On two occasions last year, Archery Trade Association President Jay McAninch offered his considerable expertise to help preserve urban bowhunts in Virginia.
An organization known as Suburban Whitetail Management of Northern Virginia (SWMNV) has been running successful urban bowhunts in and around Fairfax County for many years. This group's mission is "to reduce and maintain the whitetail deer population in Northern Virginia; restore a proper balance of wildlife within this geographical area; develop a general awareness of the wildlife management role of bowhunting in suburban settings; and promote a positive image of bowhunting and bow-hunters." A visit to the group's website shows that it has succeeded in meeting this mission (www.swmnv.com).
However, when SWMNV bowhunters attempted to help a McLean, Virginia, landowner remove deer from his property, a few antihunting neighbors filed an injunction to prevent it. The ATA reviewed the situation, looked at the scientific literature, and then directed its legal firm to help. For some reason, the Virginia Attorney General would not get involved, so the ATA had to subpoena the Director of the Virginia Department of Game and Inland Fisheries to attest to the fact that bowhunting is a viable wildlife management tool. The ATA also brought in a state wildlife manager, who testified that not only did bowhunting curb deer numbers in Fairfax County, but that it was the preferred method of doing so.

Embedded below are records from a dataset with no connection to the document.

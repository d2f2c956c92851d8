pub mod codec;
pub mod font;
pub mod optimizer;

/// The type representing the pixels of a glyph, scanned in row-major order.
/// Dictionary replacement patterns are sequences of the same type.
///
/// # Note
/// Slicing a BitString yields a borrowed `BitSlice`; every owned copy taken
/// from a slice (with `.to_bitvec()`) is independent of the source.
pub type BitString = bitvec::vec::BitVec;
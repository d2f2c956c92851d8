use glyph_dict_codec::font::{DataFile, FontInfo, GlyphEntry};
use glyph_dict_codec::BitString;
use rand::distributions::Distribution;
use rand::prelude::SmallRng;
use rand::SeedableRng;
use rand_distr::Bernoulli;

pub mod encoder;
pub mod optimizer;

/// Number of glyphs in the benched font.
const GLYPH_COUNT: usize = 96;

/// Glyph grid used by the benched font.
const GRID_WIDTH: usize = 8;
const GRID_HEIGHT: usize = 12;

/// Probability of an inked pixel.
const INK_PROBABILITY: f64 = 0.3;

/// Builds the synthetic font every benchmark runs against.
fn get_font() -> DataFile {
    let mut rng = SmallRng::seed_from_u64(0);
    let pixel = Bernoulli::new(INK_PROBABILITY).unwrap();

    let mut glyphs = Vec::with_capacity(GLYPH_COUNT);
    for _ in 0..GLYPH_COUNT {
        let mut data = BitString::with_capacity(GRID_WIDTH * GRID_HEIGHT);
        for _ in 0..GRID_WIDTH * GRID_HEIGHT {
            data.push(pixel.sample(&mut rng));
        }
        glyphs.push(GlyphEntry {
            data,
            width: GRID_WIDTH,
        });
    }

    DataFile::new(glyphs, Vec::new(), FontInfo::new(GRID_WIDTH, GRID_HEIGHT))
}
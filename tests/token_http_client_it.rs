// crates.io
use time::macros::datetime;
// self
use embed_token_broker::{
	_preludet::*,
	clock::ManualClock,
	error::{ConfigError, Error, Result, TransientError, TransportError, UpstreamError},
	flows::{Broker, EmbedTokenService},
	http::{ResponseMetadata, ResponseMetadataSlot, TokenHttpClient},
	oauth::{
		TransportErrorMapper,
		oauth2::{
			AsyncHttpClient, HttpClientError, HttpRequest, HttpResponse,
			http::{HeaderValue, StatusCode, header::CONTENT_TYPE},
		},
	},
	obs::{FlowKind, MemorySink},
};

const START: OffsetDateTime = datetime!(2025-01-01 00:00 UTC);

#[derive(Debug)]
enum FakeTransportError {
	Throttled,
}
impl Display for FakeTransportError {
	fn fmt(&self, f: &mut Formatter) -> FmtResult {
		match self {
			Self::Throttled => write!(f, "Transport throttled."),
		}
	}
}
impl StdError for FakeTransportError {}

/// Answers identity exchanges when `identity_ok` is set and throttles everything else.
#[derive(Clone, Copy)]
struct FakeHttpClient {
	retry_after: Duration,
	identity_ok: bool,
}
impl FakeHttpClient {
	fn throttled(retry_after: Duration) -> Self {
		Self { retry_after, identity_ok: false }
	}

	fn throttled_after_identity(retry_after: Duration) -> Self {
		Self { retry_after, identity_ok: true }
	}
}
impl TokenHttpClient for FakeHttpClient {
	type Handle = FakeHttpHandle;
	type TransportError = FakeTransportError;

	fn with_metadata(&self, slot: ResponseMetadataSlot) -> Self::Handle {
		FakeHttpHandle { slot, retry_after: self.retry_after, identity_ok: self.identity_ok }
	}
}

struct FakeHttpHandle {
	slot: ResponseMetadataSlot,
	retry_after: Duration,
	identity_ok: bool,
}
impl<'a> AsyncHttpClient<'a> for FakeHttpHandle {
	type Error = HttpClientError<FakeTransportError>;
	type Future =
		Pin<Box<dyn Future<Output = Result<HttpResponse, Self::Error>> + 'a + Send + Sync>>;

	fn call(&'a self, request: HttpRequest) -> Self::Future {
		let slot = self.slot.clone();
		let retry_after = self.retry_after;
		let identity = request.uri().path().ends_with("/oauth2/v2.0/token");
		let identity_ok = self.identity_ok;

		Box::pin(async move {
			assert!(
				slot.take().is_none(),
				"ResponseMetadataSlot must be clear before dispatching a request."
			);

			if identity && identity_ok {
				slot.store(ResponseMetadata { status: Some(200), retry_after: None });

				let mut response = HttpResponse::new(
					b"{\"access_token\":\"identity-fake\",\"token_type\":\"Bearer\",\"expires_in\":3600}"
						.to_vec(),
				);

				*response.status_mut() = StatusCode::OK;
				response.headers_mut().insert(CONTENT_TYPE, HeaderValue::from_static("application/json"));

				return Ok(response);
			}

			slot.store(ResponseMetadata { status: Some(429), retry_after: Some(retry_after) });

			Err(HttpClientError::Reqwest(Box::new(FakeTransportError::Throttled)))
		})
	}
}

#[derive(Clone, Default)]
struct RecordingTransportErrorMapper {
	metadata: Arc<Mutex<Vec<(FlowKind, Option<ResponseMetadata>)>>>,
}
impl RecordingTransportErrorMapper {
	fn recorded_metadata(&self) -> Vec<(FlowKind, Option<ResponseMetadata>)> {
		self.metadata.lock().clone()
	}
}
impl TransportErrorMapper<FakeTransportError> for RecordingTransportErrorMapper {
	fn map_transport_error(
		&self,
		flow: FlowKind,
		meta: Option<&ResponseMetadata>,
		err: HttpClientError<FakeTransportError>,
	) -> UpstreamError {
		let status = meta.and_then(|value| value.status);
		let retry_after = meta.and_then(|value| value.retry_after);

		self.metadata.lock().push((flow, meta.cloned()));

		match err {
			HttpClientError::Reqwest(inner) => TransientError::Endpoint {
				message: format!("Fake transport error: {inner}"),
				status,
				retry_after,
			}
			.into(),
			HttpClientError::Http(inner) => ConfigError::from(inner).into(),
			HttpClientError::Io(inner) => TransportError::Io(inner).into(),
			other => TransientError::Endpoint {
				message: format!("Unhandled HTTP client error while calling the {flow} endpoint: {other:?}"),
				status,
				retry_after,
			}
			.into(),
		}
	}
}

fn build_broker(
	http_client: FakeHttpClient,
	mapper: RecordingTransportErrorMapper,
) -> Broker<FakeHttpClient, RecordingTransportErrorMapper> {
	Broker::with_http_client(
		test_config(test_endpoints("https://mock.example.com")),
		http_client,
		mapper,
		Arc::new(ManualClock::new(START)),
		Arc::new(MemorySink::default()),
	)
	.expect("Broker should build around the fake transport.")
}

fn upstream_source(err: &Error) -> &UpstreamError {
	StdError::source(err)
		.and_then(|source| source.downcast_ref::<UpstreamError>())
		.expect("Error should carry the classified upstream failure.")
}

#[tokio::test]
async fn fake_token_http_client_surfaces_metadata() {
	let broker = build_broker(
		FakeHttpClient::throttled(Duration::seconds(5)),
		RecordingTransportErrorMapper::default(),
	);
	let err = broker.identity.acquire().await.expect_err("Exchange should be throttled with HTTP 429.");

	assert!(matches!(err, Error::Authentication { .. }), "Unexpected error variant: {err:?}.");

	match upstream_source(&err) {
		UpstreamError::Transient(TransientError::Endpoint { status, retry_after, .. }) => {
			assert_eq!(*status, Some(429));
			assert_eq!(*retry_after, Some(Duration::seconds(5)));
		},
		other => panic!("Unexpected upstream variant: {other:?}."),
	}
}

#[tokio::test]
async fn fake_mapper_captures_response_metadata() {
	let mapper = RecordingTransportErrorMapper::default();
	let broker =
		build_broker(FakeHttpClient::throttled(Duration::seconds(30)), mapper.clone());
	let _ = broker.identity.acquire().await.expect_err("Exchange should be throttled with HTTP 429.");
	let observed = mapper.recorded_metadata();

	assert_eq!(observed.len(), 1, "Mapper must record a single request.");

	let (flow, meta) = observed.first().cloned().expect("Metadata should be recorded once.");
	let meta = meta.expect("Response metadata should be present.");

	assert_eq!(flow, FlowKind::IdentityToken);
	assert_eq!(meta.status, Some(429));
	assert_eq!(meta.retry_after, Some(Duration::seconds(30)));
}

#[tokio::test]
async fn issuance_transport_failures_keep_the_upstream_status() {
	let mapper = RecordingTransportErrorMapper::default();
	let broker = build_broker(
		FakeHttpClient::throttled_after_identity(Duration::seconds(12)),
		mapper.clone(),
	);
	let err = broker.issue_embed_token().await.expect_err("Issuance should be throttled.");

	match &err {
		Error::EmbedIssuance { status, .. } => assert_eq!(*status, Some(429)),
		other => panic!("Unexpected error variant: {other:?}."),
	}

	assert_eq!(upstream_source(&err).status(), Some(429));
	assert_eq!(
		mapper.recorded_metadata().into_iter().map(|(flow, _)| flow).collect::<Vec<_>>(),
		vec![FlowKind::EmbedToken]
	);
	assert!(broker.identity.peek().is_some(), "The identity token should stay cached.");
}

Then something rather unusual happened. The judge actually visited the site of the proposed bowhunt and found it to be perfectly safe. He dismissed the case. This had legal implications because one homeowner attempted to stop a neighbor who was legally using bowhunters to remove problem deer. Had the antis won, this case may have set precedent that would have undermined urban bow-hunts everywhere.

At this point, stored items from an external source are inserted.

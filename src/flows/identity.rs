//! Single-slot cache for the service principal's identity-provider access token.
//!
//! The cache owns exactly one [`CachedIdentityToken`] at a time. A hit never touches the
//! network; a miss performs one client-credentials exchange and replaces the slot. Concurrent
//! misses coalesce behind a singleflight guard: the first caller performs the exchange, the rest
//! re-check the slot once it finishes and reuse the result. Failures leave the slot untouched and
//! are never retried here.

// self
use crate::{
	_prelude::*,
	auth::CachedIdentityToken,
	clock::Clock,
	config::BrokerConfig,
	endpoints::EMBEDDING_API_SCOPE,
	error::ConfigError,
	http::TokenHttpClient,
	oauth::{ClientCredentialsFacade, TransportErrorMapper},
	obs::{self, FlowKind, FlowOutcome, FlowSpan, TraceEntry, TraceEvent, TraceSink},
};

/// Process-wide identity token cache.
pub struct IdentityTokenCache<C, M>
where
	C: ?Sized + TokenHttpClient,
	M: ?Sized + TransportErrorMapper<C::TransportError>,
{
	facade: ClientCredentialsFacade<C, M>,
	clock: Arc<dyn Clock>,
	trace: Arc<dyn TraceSink>,
	slot: Mutex<Option<CachedIdentityToken>>,
	singleflight: AsyncMutex<()>,
}
impl<C, M> IdentityTokenCache<C, M>
where
	C: ?Sized + TokenHttpClient,
	M: ?Sized + TransportErrorMapper<C::TransportError>,
{
	/// Creates an empty cache for the configured service principal.
	pub fn new(
		config: &BrokerConfig,
		http_client: Arc<C>,
		error_mapper: Arc<M>,
		clock: Arc<dyn Clock>,
		trace: Arc<dyn TraceSink>,
	) -> Result<Self> {
		let token_endpoint =
			config.endpoints.token_endpoint(&config.tenant_id).map_err(ConfigError::from)?;
		let facade = ClientCredentialsFacade::new(
			token_endpoint,
			&config.client_id,
			&config.client_secret,
			http_client,
			error_mapper,
		);

		Ok(Self {
			facade,
			clock,
			trace,
			slot: Mutex::new(None),
			singleflight: AsyncMutex::new(()),
		})
	}

	/// Returns a token that is valid right now, exchanging credentials only when the slot is
	/// empty or expired.
	///
	/// Every call records a trace entry under a fresh correlation id, hit or miss.
	pub async fn acquire(&self) -> Result<CachedIdentityToken> {
		const KIND: FlowKind = FlowKind::IdentityToken;

		let correlation_id = obs::correlation_id();
		let span = FlowSpan::new(KIND, "acquire", correlation_id);

		obs::record_flow_outcome(KIND, FlowOutcome::Attempt);

		let result = span.instrument(self.acquire_traced(correlation_id)).await;

		obs::record_result(KIND, result)
	}

	/// Returns the cached token without contacting the identity provider, expired or not.
	pub fn peek(&self) -> Option<CachedIdentityToken> {
		self.slot.lock().clone()
	}

	/// Empties the slot so the next [`acquire`](Self::acquire) performs an exchange.
	pub fn invalidate(&self) {
		self.slot.lock().take();
	}

	async fn acquire_traced(&self, correlation_id: Uuid) -> Result<CachedIdentityToken> {
		if let Some(token) = self.valid_token() {
			self.record(TraceEntry::new(correlation_id, FlowKind::IdentityToken, TraceEvent::CacheHit));

			return Ok(token);
		}

		let _singleflight = self.singleflight.lock().await;

		// Another caller may have refilled the slot while this one waited.
		if let Some(token) = self.valid_token() {
			self.record(
				TraceEntry::new(correlation_id, FlowKind::IdentityToken, TraceEvent::CacheHit)
					.with_detail("coalesced"),
			);

			return Ok(token);
		}

		self.record(TraceEntry::new(correlation_id, FlowKind::IdentityToken, TraceEvent::CacheMiss));

		let issued = self.facade.exchange(EMBEDDING_API_SCOPE).await.and_then(|grant| {
			CachedIdentityToken::from_lifetime(grant.access_token, self.clock.now(), grant.lifetime)
				.ok_or_else(|| Error::authentication("token response carried an unusable expires_in"))
		});

		match issued {
			Ok(token) => {
				*self.slot.lock() = Some(token.clone());

				self.record(
					TraceEntry::new(correlation_id, FlowKind::IdentityToken, TraceEvent::Acquired)
						.with_detail(format!("expires at {}", token.expires_at)),
				);

				Ok(token)
			},
			Err(e) => {
				self.record(
					TraceEntry::new(correlation_id, FlowKind::IdentityToken, TraceEvent::Failed)
						.with_detail(e.to_string()),
				);

				Err(e)
			},
		}
	}

	fn valid_token(&self) -> Option<CachedIdentityToken> {
		let now = self.clock.now();

		self.slot.lock().as_ref().filter(|token| token.is_valid_at(now)).cloned()
	}

	fn record(&self, entry: TraceEntry) {
		self.trace.record(entry);
	}
}
impl<C, M> Debug for IdentityTokenCache<C, M>
where
	C: ?Sized + TokenHttpClient,
	M: ?Sized + TransportErrorMapper<C::TransportError>,
{
	fn fmt(&self, f: &mut Formatter) -> FmtResult {
		f.debug_struct("IdentityTokenCache").field("cached", &self.slot.lock().is_some()).finish()
	}
}
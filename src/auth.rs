//! Service-principal identifiers and the token models that flow between broker and session.

pub mod id;
pub mod token;

pub use id::*;
pub use token::*;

The second situation was also interesting because it involved something many of us live in -- a homeowners association (HOA). Apparently two Reston, Virginia, homeowners were having deer problems. They approached the state wildlife agency, which directed them to the Suburban Wildlife Management group. Bowhunters then harvested deer on these properties for several years. That approach was successful until 2006, when the HOA decided that its board needed to vote and approve each individual member's application to allow bowhunting on his or her property. In 2006, the two homeowners in question filed the proper applications; the HOA board told them they could no longer allow bowhunting on their properties.

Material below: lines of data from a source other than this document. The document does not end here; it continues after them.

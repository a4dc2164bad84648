//! Async driver of one embed session.

// std
use std::sync::{
	Weak,
	atomic::{AtomicBool, AtomicU64, Ordering},
};
// self
use crate::{
	_prelude::*,
	auth::EmbedToken,
	clock::{Clock, SystemClock},
	obs::{self, FlowKind, FlowOutcome, FlowSpan, TraceEntry, TraceEvent, TraceSink, TracingSink},
	session::{
		DeferredSlot, EmbedConfiguration, EmbedSessionSource, EmbedSurface, LoadFailureOutcome,
		RefreshScheduler, RuntimeErrorAction, SessionError, SessionFuture, SessionIntent,
		SessionMachine, SessionPresenter, SessionState, SurfaceEvent,
	},
};

struct ControllerInner {
	source: Arc<dyn EmbedSessionSource>,
	surface: Arc<dyn EmbedSurface>,
	presenter: Arc<dyn SessionPresenter>,
	trace: Arc<dyn TraceSink>,
	machine: Mutex<SessionMachine>,
	refresh: RefreshScheduler,
	retry: DeferredSlot,
	current: Mutex<Option<EmbedToken>>,
	embedded: AtomicBool,
	closed: AtomicBool,
	// Bumped by manual retries; failures of loads started under an older value are not counted.
	load_epoch: AtomicU64,
}

/// Builder for [`SessionController`].
pub struct SessionControllerBuilder {
	source: Arc<dyn EmbedSessionSource>,
	surface: Arc<dyn EmbedSurface>,
	presenter: Option<Arc<dyn SessionPresenter>>,
	trace: Option<Arc<dyn TraceSink>>,
	clock: Option<Arc<dyn Clock>>,
}
impl SessionControllerBuilder {
	/// Sets the presentation adapter. Intents are dropped when none is set.
	pub fn presenter(mut self, presenter: Arc<dyn SessionPresenter>) -> Self {
		self.presenter = Some(presenter);

		self
	}

	/// Sets the trace sink (defaults to [`TracingSink`]).
	pub fn trace(mut self, trace: Arc<dyn TraceSink>) -> Self {
		self.trace = Some(trace);

		self
	}

	/// Sets the clock used for refresh scheduling (defaults to [`SystemClock`]).
	pub fn clock(mut self, clock: Arc<dyn Clock>) -> Self {
		self.clock = Some(clock);

		self
	}

	/// Builds an idle controller.
	pub fn build(self) -> SessionController {
		let presenter = self.presenter.unwrap_or_else(|| Arc::new(|_: SessionIntent| {}));
		let clock = self.clock.unwrap_or_else(|| Arc::new(SystemClock));

		SessionController(Arc::new(ControllerInner {
			source: self.source,
			surface: self.surface,
			presenter,
			trace: self.trace.unwrap_or_else(|| Arc::new(TracingSink)),
			machine: Mutex::new(SessionMachine::default()),
			refresh: RefreshScheduler::new(clock),
			retry: DeferredSlot::default(),
			current: Mutex::new(None),
			embedded: AtomicBool::new(false),
			closed: AtomicBool::new(false),
			load_epoch: AtomicU64::new(0),
		}))
	}
}

/// Cloneable handle to one embed session.
///
/// Timers hold only weak references, so dropping every handle also stops the session; call
/// [`shutdown`](Self::shutdown) to stop it while handles remain.
///
/// Timers are spawned on the ambient tokio runtime. Driven from outside one, loads and refreshes
/// still run but arm no timers.
#[derive(Clone)]
pub struct SessionController(Arc<ControllerInner>);
impl SessionController {
	/// Starts building a controller around a token source and an embed surface.
	pub fn builder(
		source: Arc<dyn EmbedSessionSource>,
		surface: Arc<dyn EmbedSurface>,
	) -> SessionControllerBuilder {
		SessionControllerBuilder { source, surface, presenter: None, trace: None, clock: None }
	}

	/// Current state.
	pub fn state(&self) -> SessionState {
		self.0.machine.lock().state()
	}

	/// Consecutive load failures counted so far.
	pub fn retry_attempt(&self) -> u32 {
		self.0.machine.lock().retry().attempt()
	}

	/// Token currently pushed into the surface.
	pub fn current_token(&self) -> Option<EmbedToken> {
		self.0.current.lock().clone()
	}

	/// Whether a proactive refresh is armed.
	pub fn refresh_pending(&self) -> bool {
		self.0.refresh.is_pending()
	}

	/// Whether an automatic load retry is armed.
	pub fn retry_pending(&self) -> bool {
		self.0.retry.is_pending()
	}

	/// Fetches configuration and a fresh token, embeds the report, and arms the refresh timer.
	///
	/// A failure schedules an automatic retry while attempts remain and is returned either way;
	/// once attempts are exhausted the error is [`SessionError::RetriesExhausted`].
	pub fn load(&self) -> SessionFuture<'_, Result<(), SessionError>> {
		Box::pin(async move {
			const KIND: FlowKind = FlowKind::SessionLoad;

			let correlation_id = obs::correlation_id();
			let span = FlowSpan::new(KIND, "load", correlation_id);

			obs::record_flow_outcome(KIND, FlowOutcome::Attempt);

			let result = span.instrument(self.load_once(correlation_id)).await;

			obs::record_result(KIND, result)
		})
	}

	/// Forgets counted failures, cancels a pending automatic retry, and loads again.
	///
	/// A load already in flight keeps running, but its failure no longer counts as an attempt.
	pub fn manual_retry(&self) -> SessionFuture<'_, Result<(), SessionError>> {
		self.0.retry.cancel();
		self.0.machine.lock().manual_retry();
		self.0.load_epoch.fetch_add(1, Ordering::SeqCst);

		self.load()
	}

	/// Loads again without forgetting counted failures; a pending automatic retry is cancelled so
	/// only one load runs.
	pub fn reload(&self) -> SessionFuture<'_, Result<(), SessionError>> {
		self.0.retry.cancel();

		self.load()
	}

	/// Fetches a fresh token, pushes it into the live report, and re-arms the refresh timer.
	///
	/// Nothing is retried on failure: the viewer is told to reload and no refresh stays armed.
	pub fn refresh(&self) -> SessionFuture<'_, Result<(), SessionError>> {
		Box::pin(async move {
			const KIND: FlowKind = FlowKind::SessionRefresh;

			let correlation_id = obs::correlation_id();
			let span = FlowSpan::new(KIND, "refresh", correlation_id);

			obs::record_flow_outcome(KIND, FlowOutcome::Attempt);

			let result = span.instrument(self.refresh_once(correlation_id)).await.map_err(|e| {
				self.record(
					TraceEntry::new(correlation_id, KIND, TraceEvent::RefreshFailed)
						.with_detail(e.to_string()),
				);

				let intents = self.0.machine.lock().refresh_failed();

				self.present(intents);

				SessionError::RefreshFailed { source: Box::new(e) }
			});

			obs::record_result(KIND, result)
		})
	}

	/// Dispatches an event from the embed surface.
	///
	/// A token-expired runtime error triggers [`refresh`](Self::refresh) immediately and returns
	/// its outcome; other events never fail.
	pub fn handle_event(&self, event: SurfaceEvent) -> SessionFuture<'_, Result<(), SessionError>> {
		Box::pin(async move {
			let correlation_id = obs::correlation_id();

			match event {
				SurfaceEvent::Loaded => {
					let intents = self.0.machine.lock().loaded();

					self.present(intents);
					self.record(TraceEntry::new(
						correlation_id,
						FlowKind::SessionLoad,
						TraceEvent::Loaded,
					));

					Ok(())
				},
				SurfaceEvent::Rendered => {
					self.record(TraceEntry::new(
						correlation_id,
						FlowKind::SessionLoad,
						TraceEvent::Rendered,
					));

					Ok(())
				},
				SurfaceEvent::Error(error) => {
					self.record(
						TraceEntry::new(correlation_id, FlowKind::SessionLoad, TraceEvent::RuntimeError)
							.with_detail(error.message.clone()),
					);

					let (action, intents) = self.0.machine.lock().runtime_error(&error);

					self.present(intents);

					match action {
						RuntimeErrorAction::Refresh => self.refresh().await,
						RuntimeErrorAction::Surface => Ok(()),
					}
				},
			}
		})
	}

	/// Cancels both timers; later loads and refreshes arm nothing.
	pub fn shutdown(&self) {
		self.0.closed.store(true, Ordering::SeqCst);
		self.0.refresh.cancel();
		self.0.retry.cancel();
	}

	async fn load_once(&self, correlation_id: Uuid) -> Result<(), SessionError> {
		let epoch = self.0.load_epoch.load(Ordering::SeqCst);
		let intents = self.0.machine.lock().begin_load();

		self.present(intents);
		self.record(TraceEntry::new(correlation_id, FlowKind::SessionLoad, TraceEvent::Loading));

		match self.connect().await {
			Ok(token) => {
				self.0.embedded.store(true, Ordering::SeqCst);
				self.install(token, correlation_id);

				Ok(())
			},
			// Superseded by a manual retry.
			Err(e) if self.0.load_epoch.load(Ordering::SeqCst) != epoch => Err(e),
			Err(e) => self.load_failed(e, correlation_id),
		}
	}

	async fn connect(&self) -> Result<EmbedToken, SessionError> {
		let config = self.0.source.fetch_config().await?;
		let token = self.0.source.fetch_token().await?;

		self.0.surface.embed(EmbedConfiguration::new(&config, &token)).await?;

		Ok(token)
	}

	fn load_failed(&self, error: SessionError, correlation_id: Uuid) -> Result<(), SessionError> {
		let (outcome, intents) = self.0.machine.lock().load_failed(&error.to_string());

		self.present(intents);
		self.record(
			TraceEntry::new(correlation_id, FlowKind::SessionLoad, TraceEvent::LoadFailed)
				.with_detail(error.to_string()),
		);

		match outcome {
			LoadFailureOutcome::Retry { attempt, delay } => {
				if self.schedule_retry(delay) {
					self.record(
						TraceEntry::new(correlation_id, FlowKind::SessionLoad, TraceEvent::RetryScheduled)
							.with_detail(format!("attempt {attempt} in {}s", delay.as_secs())),
					);
				}

				Err(error)
			},
			LoadFailureOutcome::Exhausted { attempts } =>
				Err(SessionError::RetriesExhausted { attempts, last: Box::new(error) }),
		}
	}

	async fn refresh_once(&self, correlation_id: Uuid) -> Result<(), SessionError> {
		let token = self.0.source.fetch_token().await?;

		// Nothing to push into before the first successful embed.
		if !self.0.embedded.load(Ordering::SeqCst) {
			return Ok(());
		}

		self.0.surface.set_access_token(&token.value).await?;
		self.record(TraceEntry::new(correlation_id, FlowKind::SessionRefresh, TraceEvent::Refreshed));
		self.install(token, correlation_id);

		Ok(())
	}

	fn install(&self, token: EmbedToken, correlation_id: Uuid) {
		let expires_at = token.expires_at;

		*self.0.current.lock() = Some(token);

		self.present(vec![SessionIntent::TokenExpiry(expires_at)]);
		self.arm_refresh(expires_at, correlation_id);
	}

	fn arm_refresh(&self, expires_at: OffsetDateTime, correlation_id: Uuid) {
		if self.0.closed.load(Ordering::SeqCst) {
			return;
		}

		let weak = Arc::downgrade(&self.0);
		let armed = self.0.refresh.arm(expires_at, move || {
			Box::pin(async move {
				if let Some(controller) = upgrade(&weak) {
					let _ = controller.refresh().await;
				}
			})
		});

		if let Some(schedule) = armed {
			self.record(
				TraceEntry::new(correlation_id, FlowKind::SessionRefresh, TraceEvent::RefreshScheduled)
					.with_detail(format!("refresh at {}", schedule.next_refresh_at)),
			);
		}
	}

	fn schedule_retry(&self, delay: StdDuration) -> bool {
		if self.0.closed.load(Ordering::SeqCst) {
			return false;
		}

		let weak = Arc::downgrade(&self.0);

		self.0.retry.replace(delay, move || {
			Box::pin(async move {
				if let Some(controller) = upgrade(&weak) {
					let _ = controller.load().await;
				}
			})
		})
	}

	fn present(&self, intents: Vec<SessionIntent>) {
		for intent in intents {
			self.0.presenter.present(intent);
		}
	}

	fn record(&self, entry: TraceEntry) {
		self.0.trace.record(entry);
	}
}
impl Debug for SessionController {
	fn fmt(&self, f: &mut Formatter) -> FmtResult {
		f.debug_struct("SessionController")
			.field("state", &self.state())
			.field("retry_attempt", &self.retry_attempt())
			.field("refresh", &self.0.refresh)
			.field("retry", &self.0.retry)
			.finish()
	}
}

fn upgrade(weak: &Weak<ControllerInner>) -> Option<SessionController> {
	weak.upgrade().map(SessionController)
}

At that point, the ATA entered the fray and again provided legal help. Arguments centered on the fact that Virginia has a new constitutional amendment protecting the right to hunt. In addition, the two homeowners argued that the game agency controls wildlife management and not the HOA. As I write this, this case has not been decided. It goes to trial on December 11, 2007, and I will update you on the results. Again, this case has serious ramifications relative to citizens' rights to manage deer on their own property following state laws. Hats off to the ATA for stepping in and helping private citizens use bowhunting to control deer.